Each line shown below should be copied exactly.

Start of Data to examine

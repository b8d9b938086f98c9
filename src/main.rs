mod cli;

use clap::Parser;
use cli::Args;
use eyre::Result;
use smart_sequence_rename::{
    Classification, Extension, RenameOutcome, RenamePlan, build_plan, classify_directory,
    execute_plan_with, parse_rule,
};

fn init_tracing(verbose: u8) {
    let env_filter = if std::env::var("RUST_LOG").is_ok() {
        tracing_subscriber::EnvFilter::from_default_env()
    } else {
        let level = match verbose {
            0 => "warn",
            1 => "info",
            2 => "debug",
            _ => "trace",
        };
        tracing_subscriber::EnvFilter::new(level)
    };

    tracing_subscriber::fmt()
        .with_env_filter(env_filter)
        .with_writer(std::io::stderr)
        .init();
}

fn print_outcome(outcome: &RenameOutcome) {
    let entry = outcome.entry();
    match outcome {
        RenameOutcome::Renamed(_) => {
            println!("Renamed: {} -> {}", entry.source.name, entry.target_name)
        }
        RenameOutcome::Skipped(_) => println!(
            "Warning: Target '{}' already exists. Skipping '{}'.",
            entry.target_name, entry.source.name
        ),
        RenameOutcome::Failed { error, .. } => {
            println!("Error renaming {}: {error}", entry.source.name)
        }
    }
}

fn print_dry_run(plan: &RenamePlan, json: bool) -> Result<()> {
    if json {
        println!("{}", serde_json::to_string_pretty(plan)?);
        return Ok(());
    }
    for entry in plan.iter() {
        println!("Would rename: {} -> {}", entry.source.name, entry.target_name);
    }
    println!("Dry run. {} files would be renamed.", plan.len());
    Ok(())
}

fn main() -> Result<()> {
    color_eyre::install()?;

    let args = Args::parse();
    init_tracing(args.verbose);

    let rule = parse_rule(&args.rule)?;
    let ext = Extension::parse(&args.ext)?;
    let classification = classify_directory(&args.path, &rule, &ext)?;

    if classification.is_empty() {
        if args.json {
            println!("[]");
        } else {
            println!(
                "No files with extension '{}' found in '{}'.",
                ext.as_str(),
                args.path.display()
            );
        }
        return Ok(());
    }

    let Classification {
        conforming,
        to_rename,
        mut reserved,
    } = classification;

    if !args.json {
        println!("Found {} files to rename.", to_rename.len());
        println!(
            "Found {} files already matching the pattern '{}{}{}'.",
            conforming.len(),
            rule.prefix,
            "X".repeat(rule.pad_width),
            ext.as_str()
        );
    }

    let plan = build_plan(to_rename, &rule, &ext, &mut reserved)?;

    if args.dry_run {
        return print_dry_run(&plan, args.json);
    }

    let report = execute_plan_with(plan, &mut reserved, print_outcome);
    println!("Done. Successfully renamed {} files.", report.renamed());
    tracing::info!(
        renamed = report.renamed(),
        skipped = report.skipped(),
        failed = report.failed(),
        "finished"
    );

    Ok(())
}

End of Data to examine

• **Solution**:
repository b8d9b938086f98c9
filename src/main.rs
mod cli;

use clap::Parser;
use cli::Args;
use eyre::Result;
use smart_sequence_rename::{
    Classification, Extension, RenameOutcome, RenamePlan, build_plan, classify_directory,
    execute_plan_with, parse_rule,
};

fn init_tracing(verbose: u8) {
    let env_filter = if std::env::var("RUST_LOG").is_ok() {
        tracing_subscriber::EnvFilter::from_default_env()
    } else {
        let level = match verbose {
            0 => "warn",
            1 => "info",
            2 => "debug",
            _ => "trace",
        };
        tracing_subscriber::EnvFilter::new(level)
    };

    tracing_subscriber::fmt()
        .with_env_filter(env_filter)
        .with_writer(std::io::stderr)
        .init();
}

fn print_outcome(outcome: &RenameOutcome) {
    let entry = outcome.entry();
    match outcome {
        RenameOutcome::Renamed(_) => {
            println!("Renamed: {} -> {}", entry.source.name, entry.target_name)
        }
        RenameOutcome::Skipped(_) => println!(
            "Warning: Target '{}' already exists. Skipping '{}'.",
            entry.target_name, entry.source.name
        ),
        RenameOutcome::Failed { error, .. } => {
            println!("Error renaming {}: {error}", entry.source.name)
        }
    }
}

fn print_dry_run(plan: &RenamePlan, json: bool) -> Result<()> {
    if json {
        println!("{}", serde_json::to_string_pretty(plan)?);
        return Ok(());
    }
    for entry in plan.iter() {
        println!("Would rename: {} -> {}", entry.source.name, entry.target_name);
    }
    println!("Dry run. {} files would be renamed.", plan.len());
    Ok(())
}

fn main() -> Result<()> {
    color_eyre::install()?;

    let args = Args::parse();
    init_tracing(args.verbose);

    let rule = parse_rule(&args.rule)?;
    let ext = Extension::parse(&args.ext)?;
    let classification = classify_directory(&args.path, &rule, &ext)?;

    if classification.is_empty() {
        if args.json {
            println!("[]");
        } else {
            println!(
                "No files with extension '{}' found in '{}'.",
                ext.as_str(),
                args.path.display()
            );
        }
        return Ok(());
    }

    let Classification {
        conforming,
        to_rename,
        mut reserved,
    } = classification;

    if !args.json {
        println!("Found {} files to rename.", to_rename.len());
        println!(
            "Found {} files already matching the pattern '{}{}{}'.",
            conforming.len(),
            rule.prefix,
            "X".repeat(rule.pad_width),
            ext.as_str()
        );
    }

    let plan = build_plan(to_rename, &rule, &ext, &mut reserved)?;

    if args.dry_run {
        return print_dry_run(&plan, args.json);
    }

    let report = execute_plan_with(plan, &mut reserved, print_outcome);
    println!("Done. Successfully renamed {} files.", report.renamed());
    tracing::info!(
        renamed = report.renamed(),
        skipped = report.skipped(),
        failed = report.failed(),
        "finished"
    );

    Ok(())
}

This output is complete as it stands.